Exercise directions: Of the lines below, copy those that hold the word "Consume".

------------------------

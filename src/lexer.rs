//! NovaScript lexer.
//! Produces tokens one at a time; the parser pulls them on demand.

use std::fmt;

use log::trace;

use crate::error::LexError;

#[derive(Debug, Clone, Copy, PartialEq, Eq, Hash)]
pub enum TokenKind {
    // Keywords
    Program,
    Begin,
    End,
    Func,
    Return,
    If,
    Then,
    Else,
    While,
    For,
    Do,
    In,
    Class,
    Try,
    Except,
    Use,
    Display,

    // Types
    Num,
    Str,
    Bool,
    List,

    // Literals
    Number,
    String,
    True,
    False,

    // Operators. The comparisons other than `==` have no lexing rule yet.
    Plus,
    Minus,
    Multiply,
    Divide,
    Assign,
    Equals,
    NotEquals,
    Greater,
    Less,
    GreaterEqual,
    LessEqual,

    // Punctuation
    LParen,
    RParen,
    LBracket,
    RBracket,
    Comma,
    Dot,
    Colon,

    Identifier,
    Comment,
    Eof,
}

impl TokenKind {
    /// Reserved words are case-sensitive: the program brackets are upper case,
    /// everything else lower case.
    pub fn keyword(word: &str) -> Option<TokenKind> {
        let kind = match word {
            "PROGRAM" => TokenKind::Program,
            "BEGIN" => TokenKind::Begin,
            "END" => TokenKind::End,
            "func" => TokenKind::Func,
            "return" => TokenKind::Return,
            "if" => TokenKind::If,
            "then" => TokenKind::Then,
            "else" => TokenKind::Else,
            "while" => TokenKind::While,
            "for" => TokenKind::For,
            "do" => TokenKind::Do,
            "in" => TokenKind::In,
            "class" => TokenKind::Class,
            "try" => TokenKind::Try,
            "except" => TokenKind::Except,
            "use" => TokenKind::Use,
            "display" => TokenKind::Display,
            "num" => TokenKind::Num,
            "str" => TokenKind::Str,
            "bool" => TokenKind::Bool,
            "list" => TokenKind::List,
            "true" => TokenKind::True,
            "false" => TokenKind::False,
            _ => return None,
        };
        Some(kind)
    }

    pub fn name(self) -> &'static str {
        match self {
            TokenKind::Program => "PROGRAM",
            TokenKind::Begin => "BEGIN",
            TokenKind::End => "END",
            TokenKind::Func => "FUNC",
            TokenKind::Return => "RETURN",
            TokenKind::If => "IF",
            TokenKind::Then => "THEN",
            TokenKind::Else => "ELSE",
            TokenKind::While => "WHILE",
            TokenKind::For => "FOR",
            TokenKind::Do => "DO",
            TokenKind::In => "IN",
            TokenKind::Class => "CLASS",
            TokenKind::Try => "TRY",
            TokenKind::Except => "EXCEPT",
            TokenKind::Use => "USE",
            TokenKind::Display => "DISPLAY",
            TokenKind::Num => "NUM",
            TokenKind::Str => "STR",
            TokenKind::Bool => "BOOL",
            TokenKind::List => "LIST",
            TokenKind::Number => "NUMBER",
            TokenKind::String => "STRING",
            TokenKind::True => "TRUE",
            TokenKind::False => "FALSE",
            TokenKind::Plus => "PLUS",
            TokenKind::Minus => "MINUS",
            TokenKind::Multiply => "MULTIPLY",
            TokenKind::Divide => "DIVIDE",
            TokenKind::Assign => "ASSIGN",
            TokenKind::Equals => "EQUALS",
            TokenKind::NotEquals => "NOT_EQUALS",
            TokenKind::Greater => "GREATER",
            TokenKind::Less => "LESS",
            TokenKind::GreaterEqual => "GREATER_EQUAL",
            TokenKind::LessEqual => "LESS_EQUAL",
            TokenKind::LParen => "LPAREN",
            TokenKind::RParen => "RPAREN",
            TokenKind::LBracket => "LBRACKET",
            TokenKind::RBracket => "RBRACKET",
            TokenKind::Comma => "COMMA",
            TokenKind::Dot => "DOT",
            TokenKind::Colon => "COLON",
            TokenKind::Identifier => "IDENTIFIER",
            TokenKind::Comment => "COMMENT",
            TokenKind::Eof => "EOF",
        }
    }
}

impl fmt::Display for TokenKind {
    fn fmt(&self, f: &mut fmt::Formatter<'_>) -> fmt::Result {
        f.write_str(self.name())
    }
}

#[derive(Debug, Clone, PartialEq, Eq)]
pub struct Token {
    pub kind: TokenKind,
    pub text: String,
    pub line: usize,
    pub column: usize,
}

impl Token {
    fn new(kind: TokenKind, text: impl Into<String>, line: usize, column: usize) -> Self {
        Token {
            kind,
            text: text.into(),
            line,
            column,
        }
    }
}

impl fmt::Display for Token {
    fn fmt(&self, f: &mut fmt::Formatter<'_>) -> fmt::Result {
        write!(f, "{}:{} {} {:?}", self.line, self.column, self.kind, self.text)
    }
}

pub struct Lexer {
    chars: Vec<char>,
    pos: usize,
    line: usize,
    column: usize,
}

impl Lexer {
    pub fn new(source: &str) -> Self {
        Lexer {
            chars: source.chars().collect(),
            pos: 0,
            line: 1,
            column: 1,
        }
    }

    /// Scan the next token. Once input is exhausted every call returns EOF.
    pub fn next_token(&mut self) -> Result<Token, LexError> {
        let token = self.scan()?;
        trace!("token {token}");
        Ok(token)
    }

    fn scan(&mut self) -> Result<Token, LexError> {
        while let Some(c) = self.current() {
            if c.is_whitespace() {
                self.advance();
                continue;
            }

            if c == '#' {
                return Ok(self.read_line_comment());
            }
            if c == '/' && self.peek() == Some('*') {
                return Ok(self.read_block_comment());
            }
            if c.is_ascii_digit() {
                return Ok(self.read_number());
            }
            if c.is_alphabetic() || c == '_' {
                return Ok(self.read_word());
            }
            if c == '"' {
                return Ok(self.read_string());
            }

            let (line, column) = (self.line, self.column);
            if c == '=' {
                self.advance();
                if self.current() == Some('=') {
                    self.advance();
                    return Ok(Token::new(TokenKind::Equals, "==", line, column));
                }
                return Ok(Token::new(TokenKind::Assign, "=", line, column));
            }

            let kind = match c {
                '+' => TokenKind::Plus,
                '-' => TokenKind::Minus,
                '*' => TokenKind::Multiply,
                '/' => TokenKind::Divide,
                '(' => TokenKind::LParen,
                ')' => TokenKind::RParen,
                '[' => TokenKind::LBracket,
                ']' => TokenKind::RBracket,
                ',' => TokenKind::Comma,
                '.' => TokenKind::Dot,
                ':' => TokenKind::Colon,
                _ => return Err(LexError::InvalidCharacter { ch: c, line, column }),
            };
            self.advance();
            return Ok(Token::new(kind, c.to_string(), line, column));
        }

        Ok(Token::new(TokenKind::Eof, "", self.line, self.column))
    }

    // === Cursor ===

    fn current(&self) -> Option<char> {
        self.chars.get(self.pos).copied()
    }

    fn peek(&self) -> Option<char> {
        self.chars.get(self.pos + 1).copied()
    }

    fn advance(&mut self) {
        if self.current() == Some('\n') {
            self.line += 1;
            self.column = 1;
        } else {
            self.column += 1;
        }
        self.pos += 1;
    }

    /// Consume characters while `pred` holds and return them.
    fn take_while(&mut self, pred: impl Fn(char) -> bool) -> String {
        let mut text = String::new();
        while let Some(c) = self.current().filter(|&c| pred(c)) {
            text.push(c);
            self.advance();
        }
        text
    }

    // === Token readers ===

    fn read_line_comment(&mut self) -> Token {
        let (line, column) = (self.line, self.column);
        let text = self.take_while(|c| c != '\n');
        Token::new(TokenKind::Comment, text, line, column)
    }

    /// `/* ... */`. A comment left open runs to end of input.
    fn read_block_comment(&mut self) -> Token {
        let (line, column) = (self.line, self.column);
        self.advance();
        self.advance();

        let mut text = String::new();
        while let Some(c) = self.current() {
            if c == '*' && self.peek() == Some('/') {
                self.advance();
                self.advance();
                break;
            }
            text.push(c);
            self.advance();
        }
        Token::new(TokenKind::Comment, text, line, column)
    }

    /// Digits and dots, unvalidated: `1.2.3` is one NUMBER token.
    fn read_number(&mut self) -> Token {
        let (line, column) = (self.line, self.column);
        let text = self.take_while(|c| c.is_ascii_digit() || c == '.');
        Token::new(TokenKind::Number, text, line, column)
    }

    fn read_word(&mut self) -> Token {
        let (line, column) = (self.line, self.column);
        let text = self.take_while(|c| c.is_alphanumeric() || c == '_');
        let kind = TokenKind::keyword(&text).unwrap_or(TokenKind::Identifier);
        Token::new(kind, text, line, column)
    }

    /// No escapes and no embedded quotes. A string left open runs to end of input.
    fn read_string(&mut self) -> Token {
        let (line, column) = (self.line, self.column);
        self.advance();
        let text = self.take_while(|c| c != '"');
        if self.current() == Some('"') {
            self.advance();
        }
        Token::new(TokenKind::String, text, line, column)
    }
}

/// Lex the whole source, up to and including the first EOF token.
pub fn tokenize(source: &str) -> Result<Vec<Token>, LexError> {
    let mut lexer = Lexer::new(source);
    let mut tokens = Vec::new();
    loop {
        let token = lexer.next_token()?;
        let done = token.kind == TokenKind::Eof;
        tokens.push(token);
        if done {
            return Ok(tokens);
        }
    }
}
//! Recursive-descent parser for NovaScript.
//!
//! Each grammar rule is one method. Tokens are pulled from the lexer as they
//! are needed; the parser keeps the current token plus at most one buffered
//! token of lookahead, used only to recognise metadata lines.
//!
//! ```text
//! program      := PROGRAM BEGIN metadata* statement* PROGRAM END
//! metadata     := IDENTIFIER STRING
//! statement    := COMMENT | function_decl | variable_decl | assignment | display
//! function_decl:= FUNC IDENTIFIER LPAREN params? RPAREN (RETURN IDENTIFIER)? statement* END
//! params       := param (COMMA param)*
//! param        := IDENTIFIER (COLON IDENTIFIER)?
//! variable_decl:= (NUM|STR|BOOL|LIST) IDENTIFIER ASSIGN expression
//! assignment   := IDENTIFIER ASSIGN expression
//! display      := DISPLAY expression
//! expression   := term ((PLUS|MINUS) term)*
//! term         := factor ((MULTIPLY|DIVIDE) factor)*
//! factor       := NUMBER | STRING | TRUE | FALSE | IDENTIFIER | LPAREN expression RPAREN
//! ```

use log::debug;

use crate::ast::{BinaryOperator, Expr, Param, Program, Stmt, VarType};
use crate::error::{CompileError, CompileResult, ParseError};
use crate::lexer::{Lexer, Token, TokenKind};

pub struct Parser {
    lexer: Lexer,
    current: Token,
    peeked: Option<Token>,
}

impl Parser {
    /// Reads the first token immediately, so a lexical error at the very
    /// start of the input surfaces here.
    pub fn new(mut lexer: Lexer) -> CompileResult<Self> {
        let current = lexer.next_token()?;
        Ok(Parser {
            lexer,
            current,
            peeked: None,
        })
    }

    pub fn parse_program(&mut self) -> CompileResult<Program> {
        let mut program = Program::default();

        self.eat(TokenKind::Program)?;
        self.eat(TokenKind::Begin)?;

        while self.current.kind == TokenKind::Identifier
            && self.peek()?.kind == TokenKind::String
        {
            let key = self.eat(TokenKind::Identifier)?.text.to_uppercase();
            let value = self.eat(TokenKind::String)?.text;
            match key.as_str() {
                "DESCRIPTION" => program.description = Some(value),
                "AUTHOR" => program.author = Some(value),
                "DATE" => program.date = Some(value),
                _ => debug!("ignoring unknown metadata key {key}"),
            }
        }

        while self.current.kind != TokenKind::Program {
            if self.current.kind == TokenKind::Eof {
                return Err(self.unexpected_eof());
            }
            if let Some(stmt) = self.parse_statement()? {
                debug!("parsed top-level statement: {}", describe(&stmt));
                program.body.push(stmt);
            }
        }

        self.eat(TokenKind::Program)?;
        self.eat(TokenKind::End)?;

        Ok(program)
    }

    // === Statements ===

    /// Comments parse to `None`.
    fn parse_statement(&mut self) -> CompileResult<Option<Stmt>> {
        let stmt = match self.current.kind {
            TokenKind::Comment => {
                self.advance()?;
                return Ok(None);
            }
            TokenKind::Func => self.parse_function()?,
            TokenKind::Num | TokenKind::Str | TokenKind::Bool | TokenKind::List => {
                self.parse_variable_declaration()?
            }
            TokenKind::Identifier => self.parse_assignment()?,
            TokenKind::Display => self.parse_display()?,
            found => {
                return Err(ParseError::UnexpectedStatement {
                    found,
                    line: self.current.line,
                    column: self.current.column,
                }
                .into())
            }
        };
        Ok(Some(stmt))
    }

    fn parse_function(&mut self) -> CompileResult<Stmt> {
        self.eat(TokenKind::Func)?;
        let name = self.eat(TokenKind::Identifier)?.text;

        self.eat(TokenKind::LParen)?;
        let mut params = Vec::new();
        if self.current.kind != TokenKind::RParen {
            loop {
                params.push(self.parse_param()?);
                if self.current.kind != TokenKind::Comma {
                    break;
                }
                self.eat(TokenKind::Comma)?;
            }
        }
        self.eat(TokenKind::RParen)?;

        let return_type = if self.current.kind == TokenKind::Return {
            self.eat(TokenKind::Return)?;
            Some(self.eat(TokenKind::Identifier)?.text)
        } else {
            None
        };

        let mut body = Vec::new();
        while self.current.kind != TokenKind::End {
            if self.current.kind == TokenKind::Eof {
                return Err(self.unexpected_eof());
            }
            if let Some(stmt) = self.parse_statement()? {
                body.push(stmt);
            }
        }
        self.eat(TokenKind::End)?;

        Ok(Stmt::FunctionDecl {
            name,
            params,
            return_type,
            body,
        })
    }

    fn parse_param(&mut self) -> CompileResult<Param> {
        let name = self.eat(TokenKind::Identifier)?.text;
        let ty = if self.current.kind == TokenKind::Colon {
            self.eat(TokenKind::Colon)?;
            Some(self.eat(TokenKind::Identifier)?.text)
        } else {
            None
        };
        Ok(Param { name, ty })
    }

    fn parse_variable_declaration(&mut self) -> CompileResult<Stmt> {
        let ty = match self.current.kind {
            TokenKind::Num => VarType::Num,
            TokenKind::Str => VarType::Str,
            TokenKind::Bool => VarType::Bool,
            TokenKind::List => VarType::List,
            found => {
                return Err(ParseError::UnexpectedStatement {
                    found,
                    line: self.current.line,
                    column: self.current.column,
                }
                .into())
            }
        };
        self.advance()?;

        let name = self.eat(TokenKind::Identifier)?.text;
        self.eat(TokenKind::Assign)?;
        let value = self.parse_expression()?;

        Ok(Stmt::VariableDecl { name, ty, value })
    }

    fn parse_assignment(&mut self) -> CompileResult<Stmt> {
        let target = self.eat(TokenKind::Identifier)?.text;
        self.eat(TokenKind::Assign)?;
        let value = self.parse_expression()?;
        Ok(Stmt::Assignment { target, value })
    }

    fn parse_display(&mut self) -> CompileResult<Stmt> {
        self.eat(TokenKind::Display)?;
        Ok(Stmt::Display(self.parse_expression()?))
    }

    // === Expressions ===

    fn parse_expression(&mut self) -> CompileResult<Expr> {
        let mut node = self.parse_term()?;
        loop {
            let op = match self.current.kind {
                TokenKind::Plus => BinaryOperator::Add,
                TokenKind::Minus => BinaryOperator::Sub,
                _ => break,
            };
            self.advance()?;
            let right = self.parse_term()?;
            node = Expr::binary(node, op, right);
        }
        Ok(node)
    }

    fn parse_term(&mut self) -> CompileResult<Expr> {
        let mut node = self.parse_factor()?;
        loop {
            let op = match self.current.kind {
                TokenKind::Multiply => BinaryOperator::Mul,
                TokenKind::Divide => BinaryOperator::Div,
                _ => break,
            };
            self.advance()?;
            let right = self.parse_factor()?;
            node = Expr::binary(node, op, right);
        }
        Ok(node)
    }

    fn parse_factor(&mut self) -> CompileResult<Expr> {
        match self.current.kind {
            TokenKind::Number => {
                let token = self.eat(TokenKind::Number)?;
                let value = token.text.parse::<f64>().map_err(|_| ParseError::InvalidNumber {
                    text: token.text.clone(),
                    line: token.line,
                    column: token.column,
                })?;
                Ok(Expr::Number(value))
            }
            TokenKind::String => Ok(Expr::String(self.eat(TokenKind::String)?.text)),
            TokenKind::True => {
                self.advance()?;
                Ok(Expr::Boolean(true))
            }
            TokenKind::False => {
                self.advance()?;
                Ok(Expr::Boolean(false))
            }
            TokenKind::Identifier => Ok(Expr::Identifier(self.eat(TokenKind::Identifier)?.text)),
            TokenKind::LParen => {
                self.eat(TokenKind::LParen)?;
                let node = self.parse_expression()?;
                self.eat(TokenKind::RParen)?;
                Ok(node)
            }
            found => Err(ParseError::UnexpectedFactor {
                found,
                line: self.current.line,
                column: self.current.column,
            }
            .into()),
        }
    }

    // === Token stream ===

    /// Consume the current token if it has the expected kind and return it.
    fn eat(&mut self, kind: TokenKind) -> CompileResult<Token> {
        if self.current.kind != kind {
            return Err(ParseError::UnexpectedToken {
                expected: kind,
                found: self.current.kind,
                line: self.current.line,
                column: self.current.column,
            }
            .into());
        }
        self.advance()
    }

    /// Move to the next token, returning the one just left behind.
    fn advance(&mut self) -> CompileResult<Token> {
        let next = match self.peeked.take() {
            Some(token) => token,
            None => self.lexer.next_token()?,
        };
        Ok(std::mem::replace(&mut self.current, next))
    }

    fn peek(&mut self) -> CompileResult<&Token> {
        let token = match self.peeked.take() {
            Some(token) => token,
            None => self.lexer.next_token()?,
        };
        Ok(self.peeked.insert(token))
    }

    fn unexpected_eof(&self) -> CompileError {
        ParseError::UnexpectedEof {
            line: self.current.line,
            column: self.current.column,
        }
        .into()
    }
}

fn describe(stmt: &Stmt) -> String {
    match stmt {
        Stmt::FunctionDecl { name, body, .. } => {
            format!("func {name} ({} body statements)", body.len())
        }
        Stmt::VariableDecl { name, ty, .. } => format!("{ty} {name}"),
        Stmt::Assignment { target, .. } => format!("assignment to {target}"),
        Stmt::Display(_) => "display".to_string(),
    }
}

/// Lex and parse a complete source text.
pub fn parse(source: &str) -> CompileResult<Program> {
    Parser::new(Lexer::new(source))?.parse_program()
}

------------------------

Response area:
    /// Consume characters while `pred` holds and return them.
    /// Consume the current token if it has the expected kind and return it.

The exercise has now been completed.